(Provided material)

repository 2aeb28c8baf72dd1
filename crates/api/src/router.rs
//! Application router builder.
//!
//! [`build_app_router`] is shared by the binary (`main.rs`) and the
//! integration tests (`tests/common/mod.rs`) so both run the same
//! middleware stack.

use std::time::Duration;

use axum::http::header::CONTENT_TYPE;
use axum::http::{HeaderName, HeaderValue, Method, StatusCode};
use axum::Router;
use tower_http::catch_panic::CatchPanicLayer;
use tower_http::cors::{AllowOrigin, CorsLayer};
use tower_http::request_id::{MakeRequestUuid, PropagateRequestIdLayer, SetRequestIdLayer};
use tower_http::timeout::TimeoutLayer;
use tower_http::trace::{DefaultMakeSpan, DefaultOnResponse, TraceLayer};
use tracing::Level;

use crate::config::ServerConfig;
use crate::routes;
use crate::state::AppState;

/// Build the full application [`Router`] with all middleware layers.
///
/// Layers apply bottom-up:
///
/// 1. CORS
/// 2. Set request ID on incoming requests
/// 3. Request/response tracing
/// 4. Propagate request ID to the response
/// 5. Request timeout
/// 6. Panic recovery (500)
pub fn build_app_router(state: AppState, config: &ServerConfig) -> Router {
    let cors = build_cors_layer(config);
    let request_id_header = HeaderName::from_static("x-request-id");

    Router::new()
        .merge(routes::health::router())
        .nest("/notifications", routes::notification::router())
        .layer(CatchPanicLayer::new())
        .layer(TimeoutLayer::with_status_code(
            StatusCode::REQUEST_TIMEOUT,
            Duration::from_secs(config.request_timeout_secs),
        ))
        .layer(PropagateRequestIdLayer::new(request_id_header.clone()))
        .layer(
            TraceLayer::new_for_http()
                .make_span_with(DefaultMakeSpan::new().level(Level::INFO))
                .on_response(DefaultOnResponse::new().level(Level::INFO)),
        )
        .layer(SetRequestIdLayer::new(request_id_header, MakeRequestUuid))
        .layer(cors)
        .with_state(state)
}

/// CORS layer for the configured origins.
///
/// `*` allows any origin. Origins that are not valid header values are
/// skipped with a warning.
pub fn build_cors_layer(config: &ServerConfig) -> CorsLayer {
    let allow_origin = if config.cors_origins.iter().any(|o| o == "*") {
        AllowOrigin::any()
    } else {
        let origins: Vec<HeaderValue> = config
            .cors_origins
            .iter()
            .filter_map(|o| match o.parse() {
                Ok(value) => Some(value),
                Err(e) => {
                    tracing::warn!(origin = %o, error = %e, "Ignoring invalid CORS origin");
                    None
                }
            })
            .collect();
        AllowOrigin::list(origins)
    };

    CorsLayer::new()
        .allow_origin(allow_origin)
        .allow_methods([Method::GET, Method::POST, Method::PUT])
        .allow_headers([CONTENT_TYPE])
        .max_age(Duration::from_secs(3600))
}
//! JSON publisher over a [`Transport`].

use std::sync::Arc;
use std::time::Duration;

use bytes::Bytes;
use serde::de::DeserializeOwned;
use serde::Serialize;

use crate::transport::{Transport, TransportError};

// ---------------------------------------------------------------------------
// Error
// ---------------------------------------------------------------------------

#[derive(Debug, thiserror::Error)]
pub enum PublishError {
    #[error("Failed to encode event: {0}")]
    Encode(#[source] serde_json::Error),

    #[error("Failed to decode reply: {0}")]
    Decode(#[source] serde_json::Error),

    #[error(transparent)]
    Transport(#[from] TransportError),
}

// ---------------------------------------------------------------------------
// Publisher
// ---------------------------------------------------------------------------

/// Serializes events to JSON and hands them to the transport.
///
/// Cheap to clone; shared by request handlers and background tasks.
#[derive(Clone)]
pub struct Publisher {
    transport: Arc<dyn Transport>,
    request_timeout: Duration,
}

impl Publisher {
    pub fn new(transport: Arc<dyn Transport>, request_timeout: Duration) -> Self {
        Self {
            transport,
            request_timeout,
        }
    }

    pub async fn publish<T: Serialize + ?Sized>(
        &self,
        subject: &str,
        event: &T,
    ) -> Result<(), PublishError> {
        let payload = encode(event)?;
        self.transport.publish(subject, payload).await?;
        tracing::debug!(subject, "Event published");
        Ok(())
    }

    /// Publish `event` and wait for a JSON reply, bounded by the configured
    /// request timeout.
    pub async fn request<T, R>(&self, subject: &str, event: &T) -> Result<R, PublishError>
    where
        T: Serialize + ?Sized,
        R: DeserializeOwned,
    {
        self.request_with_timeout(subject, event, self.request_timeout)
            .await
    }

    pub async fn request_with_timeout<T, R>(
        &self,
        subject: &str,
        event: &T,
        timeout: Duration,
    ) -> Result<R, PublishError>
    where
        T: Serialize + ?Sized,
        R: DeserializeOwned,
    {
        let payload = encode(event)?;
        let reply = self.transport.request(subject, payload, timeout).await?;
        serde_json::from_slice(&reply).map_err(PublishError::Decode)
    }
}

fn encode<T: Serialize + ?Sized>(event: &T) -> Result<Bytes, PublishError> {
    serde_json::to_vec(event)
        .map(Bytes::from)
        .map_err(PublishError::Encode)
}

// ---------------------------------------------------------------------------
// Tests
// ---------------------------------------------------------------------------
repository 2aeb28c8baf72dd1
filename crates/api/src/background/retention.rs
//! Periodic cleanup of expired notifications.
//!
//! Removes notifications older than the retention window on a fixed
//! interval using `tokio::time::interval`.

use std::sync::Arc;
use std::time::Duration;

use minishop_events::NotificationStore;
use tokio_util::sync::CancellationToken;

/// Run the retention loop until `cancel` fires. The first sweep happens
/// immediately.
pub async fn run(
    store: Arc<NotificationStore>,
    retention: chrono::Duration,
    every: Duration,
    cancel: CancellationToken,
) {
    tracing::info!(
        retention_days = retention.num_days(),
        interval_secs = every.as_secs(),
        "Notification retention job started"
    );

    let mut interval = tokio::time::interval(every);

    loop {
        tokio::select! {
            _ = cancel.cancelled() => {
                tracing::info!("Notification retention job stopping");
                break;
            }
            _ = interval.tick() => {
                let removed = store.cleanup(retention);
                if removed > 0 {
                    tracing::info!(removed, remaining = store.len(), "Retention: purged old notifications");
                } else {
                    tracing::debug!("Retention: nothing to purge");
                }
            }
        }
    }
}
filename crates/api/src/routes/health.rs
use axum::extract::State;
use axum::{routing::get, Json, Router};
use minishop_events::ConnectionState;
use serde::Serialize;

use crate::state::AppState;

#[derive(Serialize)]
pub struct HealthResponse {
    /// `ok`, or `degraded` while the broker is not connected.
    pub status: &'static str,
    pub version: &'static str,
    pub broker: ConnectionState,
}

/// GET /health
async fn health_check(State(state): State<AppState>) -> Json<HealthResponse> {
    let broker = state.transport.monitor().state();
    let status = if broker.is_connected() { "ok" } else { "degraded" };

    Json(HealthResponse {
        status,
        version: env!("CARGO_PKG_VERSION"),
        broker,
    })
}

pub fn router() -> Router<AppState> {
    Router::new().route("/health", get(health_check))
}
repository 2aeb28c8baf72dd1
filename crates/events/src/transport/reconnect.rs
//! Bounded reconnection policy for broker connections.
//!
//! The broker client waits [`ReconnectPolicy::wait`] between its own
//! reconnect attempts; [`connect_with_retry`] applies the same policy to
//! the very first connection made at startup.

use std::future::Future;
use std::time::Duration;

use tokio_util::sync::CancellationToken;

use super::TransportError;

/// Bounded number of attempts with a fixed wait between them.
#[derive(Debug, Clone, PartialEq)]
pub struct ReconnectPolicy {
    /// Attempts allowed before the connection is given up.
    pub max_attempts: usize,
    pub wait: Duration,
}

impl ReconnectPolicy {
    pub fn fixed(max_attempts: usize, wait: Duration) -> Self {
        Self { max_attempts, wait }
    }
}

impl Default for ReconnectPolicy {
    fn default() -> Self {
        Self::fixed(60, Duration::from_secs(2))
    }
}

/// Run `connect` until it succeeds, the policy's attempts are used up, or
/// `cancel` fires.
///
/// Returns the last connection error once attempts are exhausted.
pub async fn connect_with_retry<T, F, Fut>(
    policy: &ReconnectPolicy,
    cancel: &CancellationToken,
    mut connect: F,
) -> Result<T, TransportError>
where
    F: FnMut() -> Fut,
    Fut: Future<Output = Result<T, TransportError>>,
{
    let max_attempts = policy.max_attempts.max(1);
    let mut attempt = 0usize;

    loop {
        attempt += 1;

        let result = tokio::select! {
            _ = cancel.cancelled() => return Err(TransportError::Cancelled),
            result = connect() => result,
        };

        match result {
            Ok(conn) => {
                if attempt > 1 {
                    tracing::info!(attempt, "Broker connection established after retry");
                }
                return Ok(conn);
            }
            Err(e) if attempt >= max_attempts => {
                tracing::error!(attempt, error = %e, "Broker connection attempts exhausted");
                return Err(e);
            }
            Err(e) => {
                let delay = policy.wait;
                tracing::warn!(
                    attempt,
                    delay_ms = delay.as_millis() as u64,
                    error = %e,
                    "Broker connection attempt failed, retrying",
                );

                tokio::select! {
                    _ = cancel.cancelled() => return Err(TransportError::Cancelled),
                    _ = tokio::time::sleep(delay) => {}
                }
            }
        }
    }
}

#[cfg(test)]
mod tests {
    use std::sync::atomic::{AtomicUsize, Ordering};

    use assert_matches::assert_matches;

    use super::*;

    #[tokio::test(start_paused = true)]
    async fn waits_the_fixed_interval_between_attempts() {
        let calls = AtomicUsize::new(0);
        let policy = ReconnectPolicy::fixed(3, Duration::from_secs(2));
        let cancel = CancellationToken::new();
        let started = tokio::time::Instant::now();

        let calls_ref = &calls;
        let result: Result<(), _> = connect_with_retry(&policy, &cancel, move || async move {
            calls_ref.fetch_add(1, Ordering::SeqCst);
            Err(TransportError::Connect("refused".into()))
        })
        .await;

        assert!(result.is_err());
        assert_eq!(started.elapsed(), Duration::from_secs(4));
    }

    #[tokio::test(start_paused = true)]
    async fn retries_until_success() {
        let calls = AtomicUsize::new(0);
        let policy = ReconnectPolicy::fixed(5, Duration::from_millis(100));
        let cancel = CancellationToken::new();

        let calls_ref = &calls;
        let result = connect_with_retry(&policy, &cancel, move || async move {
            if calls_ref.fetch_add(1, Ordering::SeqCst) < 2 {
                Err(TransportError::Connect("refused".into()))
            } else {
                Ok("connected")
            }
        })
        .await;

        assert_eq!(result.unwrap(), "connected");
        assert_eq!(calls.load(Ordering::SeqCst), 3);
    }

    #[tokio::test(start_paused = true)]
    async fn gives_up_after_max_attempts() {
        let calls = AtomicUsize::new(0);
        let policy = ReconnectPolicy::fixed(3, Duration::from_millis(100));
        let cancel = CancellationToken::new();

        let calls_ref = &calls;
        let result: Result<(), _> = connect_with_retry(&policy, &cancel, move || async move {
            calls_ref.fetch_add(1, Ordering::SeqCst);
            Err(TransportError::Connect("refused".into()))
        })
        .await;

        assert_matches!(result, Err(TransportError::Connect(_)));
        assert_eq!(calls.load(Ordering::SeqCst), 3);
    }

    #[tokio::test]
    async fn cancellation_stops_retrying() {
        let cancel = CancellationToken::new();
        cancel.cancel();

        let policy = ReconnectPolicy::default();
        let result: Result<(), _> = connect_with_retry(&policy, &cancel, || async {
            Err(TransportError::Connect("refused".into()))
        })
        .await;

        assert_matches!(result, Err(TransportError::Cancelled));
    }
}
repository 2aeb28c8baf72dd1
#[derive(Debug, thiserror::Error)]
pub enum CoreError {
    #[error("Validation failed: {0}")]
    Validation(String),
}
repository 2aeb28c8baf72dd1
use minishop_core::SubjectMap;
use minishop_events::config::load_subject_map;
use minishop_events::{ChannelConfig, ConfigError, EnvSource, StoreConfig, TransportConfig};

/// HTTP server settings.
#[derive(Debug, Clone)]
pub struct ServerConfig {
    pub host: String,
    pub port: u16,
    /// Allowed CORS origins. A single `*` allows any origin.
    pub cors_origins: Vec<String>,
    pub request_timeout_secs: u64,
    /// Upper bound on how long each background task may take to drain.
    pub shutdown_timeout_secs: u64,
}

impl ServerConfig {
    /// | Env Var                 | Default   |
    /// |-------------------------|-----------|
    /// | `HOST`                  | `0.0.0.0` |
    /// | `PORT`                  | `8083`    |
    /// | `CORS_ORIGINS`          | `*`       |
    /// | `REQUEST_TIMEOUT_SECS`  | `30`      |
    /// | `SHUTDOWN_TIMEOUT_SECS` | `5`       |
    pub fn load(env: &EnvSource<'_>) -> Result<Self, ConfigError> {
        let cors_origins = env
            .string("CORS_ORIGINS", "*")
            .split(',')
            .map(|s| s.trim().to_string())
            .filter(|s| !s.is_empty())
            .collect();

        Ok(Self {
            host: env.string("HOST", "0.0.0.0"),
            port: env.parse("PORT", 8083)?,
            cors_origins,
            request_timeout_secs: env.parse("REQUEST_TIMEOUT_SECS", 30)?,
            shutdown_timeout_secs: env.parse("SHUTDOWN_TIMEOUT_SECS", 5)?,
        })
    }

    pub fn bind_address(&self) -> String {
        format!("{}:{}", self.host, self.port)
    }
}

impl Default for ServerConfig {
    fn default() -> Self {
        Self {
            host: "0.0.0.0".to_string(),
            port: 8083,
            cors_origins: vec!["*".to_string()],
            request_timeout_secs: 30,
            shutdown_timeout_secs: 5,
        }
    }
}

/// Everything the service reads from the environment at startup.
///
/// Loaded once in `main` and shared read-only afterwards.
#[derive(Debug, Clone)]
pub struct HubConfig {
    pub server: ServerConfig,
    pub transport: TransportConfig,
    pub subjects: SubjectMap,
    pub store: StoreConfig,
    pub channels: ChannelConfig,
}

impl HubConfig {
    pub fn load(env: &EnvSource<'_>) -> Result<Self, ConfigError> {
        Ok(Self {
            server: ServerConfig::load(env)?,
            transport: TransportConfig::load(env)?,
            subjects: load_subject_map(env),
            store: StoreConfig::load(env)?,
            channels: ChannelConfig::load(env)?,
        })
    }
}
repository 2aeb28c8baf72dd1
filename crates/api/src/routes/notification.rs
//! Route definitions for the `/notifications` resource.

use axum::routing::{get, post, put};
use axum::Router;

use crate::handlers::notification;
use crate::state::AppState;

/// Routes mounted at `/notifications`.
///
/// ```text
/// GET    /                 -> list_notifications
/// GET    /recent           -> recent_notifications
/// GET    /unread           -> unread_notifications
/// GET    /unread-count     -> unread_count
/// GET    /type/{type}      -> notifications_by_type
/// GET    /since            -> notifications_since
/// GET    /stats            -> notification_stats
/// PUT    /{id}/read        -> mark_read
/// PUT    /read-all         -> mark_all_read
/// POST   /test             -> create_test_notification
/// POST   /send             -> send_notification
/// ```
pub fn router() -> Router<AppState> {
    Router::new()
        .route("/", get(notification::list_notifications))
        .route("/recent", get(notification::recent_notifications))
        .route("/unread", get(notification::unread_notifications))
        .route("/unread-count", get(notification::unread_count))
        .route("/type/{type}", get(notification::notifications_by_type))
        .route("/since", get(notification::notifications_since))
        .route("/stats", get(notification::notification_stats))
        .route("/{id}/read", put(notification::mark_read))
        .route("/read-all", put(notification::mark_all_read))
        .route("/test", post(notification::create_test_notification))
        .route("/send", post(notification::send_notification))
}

(End Provided material)

Exercise objective: For this listing, copy out every line that includes the word "StatusCode".

Exercise output:
use axum::http::{HeaderName, HeaderValue, Method, StatusCode};
            StatusCode::REQUEST_TIMEOUT,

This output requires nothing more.